Danilo first underwent surgery in 2011, just before Esmil and his brother, Eddie, left for their respective big league clubs' Spring Training sites. His father's condition weighed heavily on Esmil's mind each time he toed the rubber. Esmil inscribed the words "Papi, Espera para mi" (or "Daddy, Wait for me") on the inside of his cap.

"He told me, 'I'm going to be better. You go and play baseball,'" Rogers said.

The mental baggage proved too much to handle, with Rogers fighting for a spot in the Rockies' rotation and his father facing a much more dire battle.

Rogers scuffled through the 2011 season, posting a 7.05 ERA in 18 appearances (13 starts). He surrendered 110 hits in 83 innings, and had the Rockies wondering if he could ever sidestep the adversity after his father fell ill.

"It's not just last year. It's this year, too," Rogers said. "Everything I do, every time I go to the mound, every time I do something at the stadium, I just think of my dad."

The Rockies finally gave up on Rogers in June of 2012, designating him for assignment after he compiled an 8.06 ERA in 23 appearances. He packed his bags and pondered throwing away what had been a rocky career.

But if there was one lesson his father taught him, he said, it was to work hard and resist the urge to cave until he had nothing left to give. Danilo persevered through months of treatment and radiation before cancer claimed his life. How would he look upon his son quitting baseball at the age of 26?

Colorado agreed to deal Rogers to the Indians for $150,000 on June 12. He arrived in Cleveland armed with a mid-to-high-90s fastball and the motivation to make his father proud.

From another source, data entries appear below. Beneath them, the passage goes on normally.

/// SMB2 session setup carrying a SPNEGO security blob
pub fn smb2_session_setup_request(security_blob: &[u8]) -> Vec<u8> {
    let mut msg = Vec::with_capacity(88 + security_blob.len());
    Smb2Header {
        command: SMB2_SESSION_SETUP,
        message_id: 2,
    }
    .write(&mut msg);

    msg.write_u16::<LittleEndian>(25).unwrap(); // structure size
    msg.push(0x00); // flags
    msg.push(0x01); // security mode: signing enabled
    msg.write_u32::<LittleEndian>(0).unwrap(); // capabilities
    msg.write_u32::<LittleEndian>(0).unwrap(); // channel
    msg.write_u16::<LittleEndian>(88).unwrap(); // security buffer offset
    msg.write_u16::<LittleEndian>(security_blob.len() as u16)
        .unwrap();
    msg.extend_from_slice(&[0x00; 8]); // previous session id
    msg.extend_from_slice(security_blob);

    netbios_frame(msg)
}

#[cfg(test)]
mod tests {
    use super::*;

    #[test]
    fn test_netbios_session_request_frame() {
        let frame = netbios_session_request();
        assert_eq!(frame.len(), 72);
        assert_eq!(&frame[..4], &[0x81, 0x00, 0x00, 0x44]);
        // "*SMBSERVER" first-level encoded
        assert_eq!(&frame[5..13], b"CKFDENEC");
        // calling name ends with the encoded NUL byte
        assert_eq!(&frame[69..72], b"AA\x00");
    }

    #[test]
    fn test_smb1_negotiate_layout() {
        let frame = smb1_negotiate_request();
        assert_eq!(&frame[..4], &[0x00, 0x00, 0x00, 0x85]);
        assert_eq!(&frame[4..8], b"\xFFSMB");
        assert_eq!(frame[8], 0x72);
        assert_eq!(frame[13], 0x18);
        assert_eq!(&frame[14..16], &[0x53, 0xC8]);
        // PID
        assert_eq!(&frame[30..32], &[0xFF, 0xFE]);
        // byte count covers all six dialect entries
        assert_eq!(&frame[37..39], &[0x62, 0x00]);
        assert_eq!(&frame[39..41], &[0x02, b'P']);
        assert!(frame.ends_with(b"NT LM 0.12\0"));
    }

    #[test]
    fn test_smb2_discovery_layout() {
        let frame = smb2_discovery_request();
        assert_eq!(&frame[..4], &[0x00, 0x00, 0x00, 0x45]);
        assert_eq!(frame[8], 0x72);
        assert_eq!(&frame[14..16], &[0x01, 0x48]);
        assert_eq!(&frame[28..30], &[0xFF, 0xFF]);
        assert_eq!(&frame[30..32], &[0xAC, 0x03]);
        assert!(frame.ends_with(b"SMB 2.???\0"));
    }

    #[test]
    fn test_spnego_wrapper_lengths() {
        let token = ntlmssp_negotiate_v1();
        assert_eq!(token.len(), 40);
        let blob = spnego_neg_token_init(&token);
        assert_eq!(blob.len(), 74);
        assert_eq!(&blob[..2], &[0x60, 0x48]);
        assert_eq!(&blob[2..4], &[0x06, 0x06]);
        // inner token is carried unmodified
        assert!(blob.windows(token.len()).any(|w| w == &token[..]));

        let token = ntlmssp_negotiate_v2(true);
        assert_eq!(token.len(), 32);
        let blob = spnego_neg_token_init(&token);
        assert_eq!(blob.len(), 66);
        assert_eq!(&blob[..2], &[0x60, 0x40]);
    }

    #[test]
    fn test_ntlmssp_negotiate_flags() {
        let v1 = ntlmssp_negotiate_v1();
        assert_eq!(&v1[12..16], &[0x07, 0x82, 0x08, 0xA2]);
        assert_eq!(&v1[32..40], &[0x05, 0x02, 0xCE, 0x0E, 0x00, 0x00, 0x00, 0x0F]);

        let signing = ntlmssp_negotiate_v2(true);
        assert_eq!(&signing[12..16], &[0x15, 0x82, 0x08, 0xA0]);
        let relaxed = ntlmssp_negotiate_v2(false);
        assert_eq!(&relaxed[12..16], &[0x05, 0x80, 0x08, 0xA0]);
    }

    #[test]
    fn test_smb1_session_setup_layout() {
        let blob = spnego_neg_token_init(&ntlmssp_negotiate_v1());
        let frame = smb1_session_setup_request(&blob);
        assert_eq!(&frame[..4], &[0x00, 0x00, 0x01, 0x0A]);
        assert_eq!(frame.len(), 270);
        assert_eq!(frame[8], 0x73);
        assert_eq!(&frame[14..16], &[0x07, 0xC8]);
        // word count and AndX offset
        assert_eq!(frame[36], 0x0C);
        assert_eq!(&frame[39..41], &[0x0A, 0x01]);
        // security blob length
        assert_eq!(&frame[51..53], &[0x4A, 0x00]);
        // byte count: blob + pad + native strings
        assert_eq!(&frame[61..63], &[0xCF, 0x00]);
        assert_eq!(frame[63], 0x60);
    }

    #[test]
    fn test_smb2_negotiate_layout() {
        let frame = smb2_negotiate_request();
        assert_eq!(&frame[..4], &[0x00, 0x00, 0x00, 0x68]);
        assert_eq!(&frame[4..8], b"\xFESMB");
        // structure size and dialect count
        assert_eq!(&frame[68..72], &[0x24, 0x00, 0x02, 0x00]);
        assert!(frame.ends_with(&[0x02, 0x02, 0x10, 0x02]));
    }

    #[test]
    fn test_smb2_session_setup_layout() {
        let blob = spnego_neg_token_init(&ntlmssp_negotiate_v2(false));
        let frame = smb2_session_setup_request(&blob);
        assert_eq!(&frame[..4], &[0x00, 0x00, 0x00, 0x9A]);
        // command: session setup, message id 2
        assert_eq!(&frame[16..18], &[0x01, 0x00]);
        assert_eq!(frame[32], 0x02);
        // security buffer offset 88, length 66
        assert_eq!(&frame[80..84], &[0x58, 0x00, 0x42, 0x00]);
        // blob begins right at the stated offset
        assert_eq!(frame[4 + 88], 0x60);
    }
}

Rogers made the most of his opportunity, going 3-1 with a 3.06 ERA in 44 appearances while tallying 54 strikeouts in 53 innings to quickly assume a spot in the thick of the Tribe bullpen. More importantly, with his mother, Altagracia, and his 45-year-old brother, Dario, now living with him, he has discovered a once-elusive comfort zone.

"Your first opportunity might be your last one," Rogers said. "You don't know where you're going to be. I want to be here."

Upon Rogers' departure from Colorado, former Rockies skipper Jim Tracy questioned what role he could fill on a pitching staff. In a matter of a few months, Rogers evolved into one of Cleveland's most dependable bullpen arms.

"When we first got him, I didn't know anything about him," said Indians closer Chris Perez. "But I knew somebody that was in Colorado's bullpen, and I texted him and said, 'What's this guy's deal?' I saw his numbers and saw that they weren't good. I said, 'Why are we picking up this guy?' My buddy told me he has a great arm, and he just had a little confidence issue and he got off to a bad start over there.

"He was right. He has a really good arm and he has gotten off to a great start here."

Esmil lives every moment in his father's memory. His close friends and family even call him "Danny."

Each time he enters a game, the hard-throwing hurler digs his long fingers into the dirt behind the pitching rubber and etches his father's name. Then he reaches back and fires 97-mph heaters aimed to please the man who taught him how to play the game.

"I'm sad that he can't be here to see what I'm doing right now, but I'm really happy that he's seeing me from up there," Esmil said. "I just try to do the best that I can to show my dad and show everybody that I can pitch and I have the talent to be here."